## Exercise instructions:
The lines from the first line of the entries through the line containing "use tracing::debug;" are to be repeated exactly, with both of those lines included.

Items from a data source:
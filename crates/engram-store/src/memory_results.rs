// Copyright (c) 2024-2026 Martin Schröder <info@swedishembedded.com>
//
// SPDX-License-Identifier: Apache-2.0
use std::collections::HashMap;
use std::path::PathBuf;
use std::sync::Mutex;

use chrono::Utc;
use engram_model::TokenCounter;
use serde_json::Value;
use tracing::debug;

use crate::convert::{csv_to_table, looks_like_csv};
use crate::error::StoreError;
use crate::reference::StorageLocation;
use crate::result_types::{
    build_preview, build_text_preview, DataMetadata, DataType, SchemaDescriptor,
};

enum Payload {
    Heap(Vec<u8>),
    Spilled(PathBuf),
}

struct Entry {
    payload: Payload,
    metadata: DataMetadata,
}

/// Heap-backed store for oversize tool outputs, spilling payloads above a
/// size threshold into the `swap/` directory.
///
/// Writes of the same reference id are undefined per the concurrency
/// contract; callers generate unique ids.
pub struct MemoryResultStore {
    entries: Mutex<HashMap<String, Entry>>,
    swap_dir: Option<PathBuf>,
    spill_threshold_bytes: usize,
    ttl_secs: u64,
}

impl MemoryResultStore {
    pub fn new(swap_dir: Option<PathBuf>, spill_threshold_bytes: usize, ttl_secs: u64) -> Self {
        Self {
            entries: Mutex::new(HashMap::new()),
            swap_dir,
            spill_threshold_bytes,
            ttl_secs,
        }
    }

    /// Heap-only store (no spill directory); used by tests and deployments
    /// without a persistent state dir.
    pub fn in_memory(ttl_secs: u64) -> Self {
        Self::new(None, usize::MAX, ttl_secs)
    }

    /// Store a payload, computing its metadata (type detection, schema,
    /// preview, token estimate).  Returns the metadata plus where the bytes
    /// ended up.
    pub async fn store(
        &self,
        id: &str,
        bytes: Vec<u8>,
        content_type: Option<&str>,
    ) -> Result<(DataMetadata, StorageLocation), StoreError> {
        let metadata = describe(&bytes, content_type, self.ttl_secs);

        let (payload, location) = if bytes.len() > self.spill_threshold_bytes {
            let Some(dir) = &self.swap_dir else {
                return Err(StoreError::StorageFailed(format!(
                    "payload of {} bytes exceeds the heap threshold and no swap directory \
                     is configured",
                    bytes.len()
                )));
            };
            tokio::fs::create_dir_all(dir)
                .await
                .map_err(|e| StoreError::StorageFailed(e.to_string()))?;
            let path = dir.join(format!("{id}.bin"));
            tokio::fs::write(&path, &bytes)
                .await
                .map_err(|e| StoreError::StorageFailed(e.to_string()))?;
            debug!(id = %id, path = %path.display(), "spilled large result to disk");
            (Payload::Spilled(path), StorageLocation::Disk)
        } else {
            (Payload::Heap(bytes), StorageLocation::Memory)
        };

        self.entries.lock().unwrap().insert(
            id.to_string(),
            Entry {
                payload,
                metadata: metadata.clone(),
            },
        );
        Ok((metadata, location))
    }

    /// Full payload bytes.  Expired entries behave as absent.
    pub async fn get_bytes(&self, id: &str) -> Result<Vec<u8>, StoreError> {
        let path = {
            let entries = self.entries.lock().unwrap();
            let entry = entries
                .get(id)
                .ok_or_else(|| StoreError::NotFound(format!("reference {id}")))?;
            if entry.metadata.is_expired(Utc::now()) {
                return Err(StoreError::NotFound(format!("reference {id} (expired)")));
            }
            match &entry.payload {
                Payload::Heap(bytes) => return Ok(bytes.clone()),
                Payload::Spilled(path) => path.clone(),
            }
        };
        tokio::fs::read(&path)
            .await
            .map_err(|e| StoreError::RetrievalFailed(format!("{}: {e}", path.display())))
    }

    pub fn metadata(&self, id: &str) -> Result<DataMetadata, StoreError> {
        let entries = self.entries.lock().unwrap();
        let entry = entries
            .get(id)
            .ok_or_else(|| StoreError::NotFound(format!("reference {id}")))?;
        if entry.metadata.is_expired(Utc::now()) {
            return Err(StoreError::NotFound(format!("reference {id} (expired)")));
        }
        Ok(entry.metadata.clone())
    }

    pub fn contains(&self, id: &str) -> bool {
        self.entries.lock().unwrap().contains_key(id)
    }

    /// Evict every expired entry, deleting spilled files.  Returns the
    /// eviction count.  Eviction derives purely from metadata timestamps,
    /// so a crashed cleanup simply reruns.
    pub async fn cleanup_expired(&self) -> usize {
        let now = Utc::now();
        let stale: Vec<(String, Option<PathBuf>)> = {
            let entries = self.entries.lock().unwrap();
            entries
                .iter()
                .filter(|(_, e)| e.metadata.is_expired(now))
                .map(|(id, e)| {
                    let path = match &e.payload {
                        Payload::Spilled(p) => Some(p.clone()),
                        Payload::Heap(_) => None,
                    };
                    (id.clone(), path)
                })
                .collect()
        };
        let count = stale.len();
        for (id, path) in stale {
            self.entries.lock().unwrap().remove(&id);
            if let Some(p) = path {
                let _ = tokio::fs::remove_file(&p).await;
            }
        }
        count
    }
}

/// Compute metadata for a raw payload: type detection, schema, preview.
fn describe(bytes: &[u8], content_type: Option<&str>, ttl_secs: u64) -> DataMetadata {
    let text = String::from_utf8_lossy(bytes);
    let estimated_tokens = TokenCounter.count_str(&text);

    // JSON array first (the dominant tool-output shape), then CSV, then text.
    if let Ok(Value::Array(items)) = serde_json::from_str::<Value>(&text) {
        let columns = match items.first() {
            Some(Value::Object(map)) => {
                let mut cols: Vec<String> = map.keys().cloned().collect();
                cols.sort();
                cols
            }
            _ => Vec::new(),
        };
        return DataMetadata {
            content_type: content_type.unwrap_or("application/json").to_string(),
            data_type: DataType::JsonArray,
            size_bytes: bytes.len(),
            estimated_tokens,
            schema: Some(SchemaDescriptor {
                columns,
                item_count: items.len(),
            }),
            preview: build_preview(&items),
            created_at: Utc::now(),
            ttl_secs,
        };
    }

    if looks_like_csv(&text) {
        let schema = csv_to_table(&text).ok().map(|t| SchemaDescriptor {
            columns: t.columns.clone(),
            item_count: t.row_count(),
        });
        let lines: Vec<Value> = text.lines().map(|l| Value::String(l.to_string())).collect();
        return DataMetadata {
            content_type: content_type.unwrap_or("text/csv").to_string(),
            data_type: DataType::Csv,
            size_bytes: bytes.len(),
            estimated_tokens,
            schema,
            preview: build_preview(&lines),
            created_at: Utc::now(),
            ttl_secs,
        };
    }

    DataMetadata {
        content_type: content_type.unwrap_or("text/plain").to_string(),
        data_type: DataType::Text,
        size_bytes: bytes.len(),
        estimated_tokens,
        schema: None,
        preview: build_text_preview(&text),
        created_at: Utc::now(),
        ttl_secs,
    }
}

// ─── Unit tests ──────────────────────────────────────────────────────────────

## Written response:
filename crates/engram-store/src/memory_results.rs
// Copyright (c) 2024-2026 Martin Schröder <info@swedishembedded.com>
//
// SPDX-License-Identifier: Apache-2.0
use std::collections::HashMap;
use std::path::PathBuf;
use std::sync::Mutex;

use chrono::Utc;
use engram_model::TokenCounter;
use serde_json::Value;
use tracing::debug;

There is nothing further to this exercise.